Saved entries
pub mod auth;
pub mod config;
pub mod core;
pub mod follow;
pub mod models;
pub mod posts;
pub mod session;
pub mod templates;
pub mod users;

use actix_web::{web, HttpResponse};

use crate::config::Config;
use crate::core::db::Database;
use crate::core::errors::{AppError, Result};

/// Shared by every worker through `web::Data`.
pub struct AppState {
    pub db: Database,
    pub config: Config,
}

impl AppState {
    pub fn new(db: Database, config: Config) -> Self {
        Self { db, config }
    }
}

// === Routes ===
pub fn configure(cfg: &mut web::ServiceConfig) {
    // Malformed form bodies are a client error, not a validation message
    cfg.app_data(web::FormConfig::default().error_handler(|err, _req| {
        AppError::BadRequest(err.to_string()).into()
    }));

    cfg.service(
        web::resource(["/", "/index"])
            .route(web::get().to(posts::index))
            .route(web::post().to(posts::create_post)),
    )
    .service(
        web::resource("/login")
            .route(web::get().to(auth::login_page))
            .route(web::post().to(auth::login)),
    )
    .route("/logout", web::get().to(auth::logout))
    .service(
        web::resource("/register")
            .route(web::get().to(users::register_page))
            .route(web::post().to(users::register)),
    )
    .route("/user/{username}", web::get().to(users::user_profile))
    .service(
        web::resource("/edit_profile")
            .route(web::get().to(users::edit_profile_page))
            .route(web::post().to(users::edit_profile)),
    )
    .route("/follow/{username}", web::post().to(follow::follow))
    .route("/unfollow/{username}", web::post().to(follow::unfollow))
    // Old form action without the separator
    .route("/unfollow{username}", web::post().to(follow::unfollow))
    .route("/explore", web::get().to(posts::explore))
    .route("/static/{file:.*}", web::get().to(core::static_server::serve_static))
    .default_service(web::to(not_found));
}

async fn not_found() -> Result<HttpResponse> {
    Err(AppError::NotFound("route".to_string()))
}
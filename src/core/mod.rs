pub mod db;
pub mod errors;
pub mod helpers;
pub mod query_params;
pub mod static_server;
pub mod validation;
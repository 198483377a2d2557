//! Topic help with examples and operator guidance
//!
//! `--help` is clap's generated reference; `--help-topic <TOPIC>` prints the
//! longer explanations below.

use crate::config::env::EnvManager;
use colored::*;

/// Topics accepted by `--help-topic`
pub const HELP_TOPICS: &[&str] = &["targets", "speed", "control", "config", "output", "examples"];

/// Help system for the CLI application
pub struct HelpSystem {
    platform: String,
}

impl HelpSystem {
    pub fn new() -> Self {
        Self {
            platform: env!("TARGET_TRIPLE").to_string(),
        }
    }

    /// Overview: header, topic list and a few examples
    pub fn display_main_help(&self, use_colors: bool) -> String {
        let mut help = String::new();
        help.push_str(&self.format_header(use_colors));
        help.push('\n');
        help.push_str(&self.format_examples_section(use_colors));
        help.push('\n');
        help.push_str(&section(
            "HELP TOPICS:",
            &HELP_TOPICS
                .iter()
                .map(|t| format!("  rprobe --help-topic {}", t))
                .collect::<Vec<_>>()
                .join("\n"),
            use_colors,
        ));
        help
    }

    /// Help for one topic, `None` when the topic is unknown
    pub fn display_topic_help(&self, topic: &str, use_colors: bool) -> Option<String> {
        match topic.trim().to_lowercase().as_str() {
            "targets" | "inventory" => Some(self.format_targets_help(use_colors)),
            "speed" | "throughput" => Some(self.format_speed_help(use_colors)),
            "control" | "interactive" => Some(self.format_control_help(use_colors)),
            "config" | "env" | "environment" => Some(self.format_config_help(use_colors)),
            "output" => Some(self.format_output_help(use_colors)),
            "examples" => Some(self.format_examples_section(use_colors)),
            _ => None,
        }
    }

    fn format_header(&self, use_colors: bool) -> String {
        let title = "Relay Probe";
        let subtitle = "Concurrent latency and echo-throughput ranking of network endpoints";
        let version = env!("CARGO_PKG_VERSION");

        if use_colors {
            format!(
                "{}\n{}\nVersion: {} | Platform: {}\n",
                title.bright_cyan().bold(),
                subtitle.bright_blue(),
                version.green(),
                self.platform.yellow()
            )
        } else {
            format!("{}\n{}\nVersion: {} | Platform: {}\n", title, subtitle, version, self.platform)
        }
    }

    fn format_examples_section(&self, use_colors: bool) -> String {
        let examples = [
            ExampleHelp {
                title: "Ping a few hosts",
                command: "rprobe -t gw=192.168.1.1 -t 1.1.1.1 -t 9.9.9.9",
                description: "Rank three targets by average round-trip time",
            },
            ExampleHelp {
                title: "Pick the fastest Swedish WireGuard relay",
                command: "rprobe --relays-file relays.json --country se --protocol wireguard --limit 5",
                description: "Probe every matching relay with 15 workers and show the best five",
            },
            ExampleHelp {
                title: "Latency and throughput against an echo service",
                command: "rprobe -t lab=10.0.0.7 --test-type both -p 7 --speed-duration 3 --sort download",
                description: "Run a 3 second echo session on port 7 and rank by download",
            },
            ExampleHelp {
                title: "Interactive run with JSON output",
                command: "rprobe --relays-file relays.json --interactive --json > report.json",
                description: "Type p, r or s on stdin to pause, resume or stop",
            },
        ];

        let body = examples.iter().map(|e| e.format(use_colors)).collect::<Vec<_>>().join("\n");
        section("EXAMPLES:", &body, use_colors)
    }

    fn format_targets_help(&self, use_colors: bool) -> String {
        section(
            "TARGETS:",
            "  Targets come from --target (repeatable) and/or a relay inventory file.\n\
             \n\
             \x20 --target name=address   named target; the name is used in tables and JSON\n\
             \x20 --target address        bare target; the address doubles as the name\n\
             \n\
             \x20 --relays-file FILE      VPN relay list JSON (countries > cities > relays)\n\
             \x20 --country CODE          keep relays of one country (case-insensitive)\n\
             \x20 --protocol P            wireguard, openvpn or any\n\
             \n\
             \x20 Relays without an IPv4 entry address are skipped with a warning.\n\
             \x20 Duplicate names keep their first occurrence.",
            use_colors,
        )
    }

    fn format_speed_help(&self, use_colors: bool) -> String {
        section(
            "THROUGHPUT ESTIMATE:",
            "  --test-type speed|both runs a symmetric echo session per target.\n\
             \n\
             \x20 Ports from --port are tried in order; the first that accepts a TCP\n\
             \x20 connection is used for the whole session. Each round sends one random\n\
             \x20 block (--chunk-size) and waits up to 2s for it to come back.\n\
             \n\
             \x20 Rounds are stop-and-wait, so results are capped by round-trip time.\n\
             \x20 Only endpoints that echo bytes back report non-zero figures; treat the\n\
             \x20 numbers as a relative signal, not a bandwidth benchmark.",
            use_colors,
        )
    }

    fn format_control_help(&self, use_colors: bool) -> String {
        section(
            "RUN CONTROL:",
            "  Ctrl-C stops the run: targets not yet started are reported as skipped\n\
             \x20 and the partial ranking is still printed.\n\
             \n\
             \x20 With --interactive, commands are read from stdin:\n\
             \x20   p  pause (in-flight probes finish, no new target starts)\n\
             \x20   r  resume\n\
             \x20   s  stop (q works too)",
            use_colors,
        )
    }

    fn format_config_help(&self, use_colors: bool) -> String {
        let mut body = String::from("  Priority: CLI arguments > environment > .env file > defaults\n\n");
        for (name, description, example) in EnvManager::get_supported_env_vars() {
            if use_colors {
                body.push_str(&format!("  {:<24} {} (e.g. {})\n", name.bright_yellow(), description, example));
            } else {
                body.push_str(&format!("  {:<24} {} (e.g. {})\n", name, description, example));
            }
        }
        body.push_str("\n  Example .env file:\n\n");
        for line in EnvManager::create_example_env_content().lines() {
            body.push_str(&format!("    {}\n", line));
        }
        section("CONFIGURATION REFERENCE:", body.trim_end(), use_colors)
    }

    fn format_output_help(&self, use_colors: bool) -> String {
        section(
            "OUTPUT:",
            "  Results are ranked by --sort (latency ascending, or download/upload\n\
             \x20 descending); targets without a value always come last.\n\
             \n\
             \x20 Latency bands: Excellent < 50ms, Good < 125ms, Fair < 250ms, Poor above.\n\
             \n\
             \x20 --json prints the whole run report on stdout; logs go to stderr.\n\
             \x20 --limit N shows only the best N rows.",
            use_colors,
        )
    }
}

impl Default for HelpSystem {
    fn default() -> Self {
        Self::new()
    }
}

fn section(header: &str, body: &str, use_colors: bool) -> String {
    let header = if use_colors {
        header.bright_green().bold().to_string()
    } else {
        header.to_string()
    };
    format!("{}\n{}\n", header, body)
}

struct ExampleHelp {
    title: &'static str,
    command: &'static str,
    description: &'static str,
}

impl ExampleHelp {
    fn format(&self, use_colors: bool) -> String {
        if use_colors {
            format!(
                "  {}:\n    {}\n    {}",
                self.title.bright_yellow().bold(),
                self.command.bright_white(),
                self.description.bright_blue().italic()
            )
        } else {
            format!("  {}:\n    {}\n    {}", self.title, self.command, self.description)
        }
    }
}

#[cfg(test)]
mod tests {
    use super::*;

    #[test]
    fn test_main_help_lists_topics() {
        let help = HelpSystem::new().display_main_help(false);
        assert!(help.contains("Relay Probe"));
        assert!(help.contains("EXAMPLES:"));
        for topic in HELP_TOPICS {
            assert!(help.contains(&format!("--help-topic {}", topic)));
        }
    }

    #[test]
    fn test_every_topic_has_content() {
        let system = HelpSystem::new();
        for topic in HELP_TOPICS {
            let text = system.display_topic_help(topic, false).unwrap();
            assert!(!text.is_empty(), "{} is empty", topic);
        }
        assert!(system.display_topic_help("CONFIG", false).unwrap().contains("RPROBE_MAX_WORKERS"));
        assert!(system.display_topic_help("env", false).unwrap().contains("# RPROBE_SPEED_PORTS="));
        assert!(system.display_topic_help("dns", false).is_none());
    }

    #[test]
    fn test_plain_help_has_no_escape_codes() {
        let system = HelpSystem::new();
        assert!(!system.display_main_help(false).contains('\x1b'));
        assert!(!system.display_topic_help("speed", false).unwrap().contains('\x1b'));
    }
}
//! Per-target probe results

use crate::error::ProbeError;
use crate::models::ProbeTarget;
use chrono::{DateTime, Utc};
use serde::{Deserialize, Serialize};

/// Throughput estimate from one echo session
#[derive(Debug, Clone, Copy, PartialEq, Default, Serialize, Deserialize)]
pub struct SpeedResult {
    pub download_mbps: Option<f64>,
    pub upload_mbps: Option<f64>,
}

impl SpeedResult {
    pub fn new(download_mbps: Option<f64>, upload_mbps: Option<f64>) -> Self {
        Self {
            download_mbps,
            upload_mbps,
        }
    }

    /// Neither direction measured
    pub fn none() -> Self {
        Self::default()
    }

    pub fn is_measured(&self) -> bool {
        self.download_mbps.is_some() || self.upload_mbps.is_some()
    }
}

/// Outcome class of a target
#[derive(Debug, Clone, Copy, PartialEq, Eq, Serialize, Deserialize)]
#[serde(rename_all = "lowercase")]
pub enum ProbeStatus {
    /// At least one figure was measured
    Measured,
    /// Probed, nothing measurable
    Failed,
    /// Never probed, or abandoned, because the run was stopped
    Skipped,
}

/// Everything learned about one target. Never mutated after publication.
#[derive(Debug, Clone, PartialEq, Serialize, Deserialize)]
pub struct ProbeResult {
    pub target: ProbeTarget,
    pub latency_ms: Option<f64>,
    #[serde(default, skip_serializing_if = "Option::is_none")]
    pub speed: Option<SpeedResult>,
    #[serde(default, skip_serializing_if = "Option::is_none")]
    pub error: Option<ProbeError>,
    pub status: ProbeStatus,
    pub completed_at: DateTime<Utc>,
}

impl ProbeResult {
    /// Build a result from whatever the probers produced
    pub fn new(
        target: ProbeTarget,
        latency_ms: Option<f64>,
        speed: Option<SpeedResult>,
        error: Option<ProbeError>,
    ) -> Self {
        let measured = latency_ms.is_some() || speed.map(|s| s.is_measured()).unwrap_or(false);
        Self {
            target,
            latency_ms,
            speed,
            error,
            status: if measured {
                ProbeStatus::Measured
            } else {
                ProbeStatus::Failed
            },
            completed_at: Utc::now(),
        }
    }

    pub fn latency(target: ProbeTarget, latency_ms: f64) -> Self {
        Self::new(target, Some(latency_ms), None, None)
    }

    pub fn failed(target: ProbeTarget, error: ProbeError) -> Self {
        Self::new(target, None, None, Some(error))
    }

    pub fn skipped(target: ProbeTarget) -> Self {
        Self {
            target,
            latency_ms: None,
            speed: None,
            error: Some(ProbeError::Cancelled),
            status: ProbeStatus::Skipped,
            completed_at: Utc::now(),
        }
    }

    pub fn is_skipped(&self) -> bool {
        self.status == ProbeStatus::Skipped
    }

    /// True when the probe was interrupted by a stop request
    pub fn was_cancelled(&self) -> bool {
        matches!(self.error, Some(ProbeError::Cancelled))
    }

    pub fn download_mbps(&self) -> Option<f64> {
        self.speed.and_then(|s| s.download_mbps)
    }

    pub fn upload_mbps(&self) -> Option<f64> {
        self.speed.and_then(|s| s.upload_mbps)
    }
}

What to produce = How many lines in the data above contain the word "Never"? Reply with only that figure.

Answer box = 2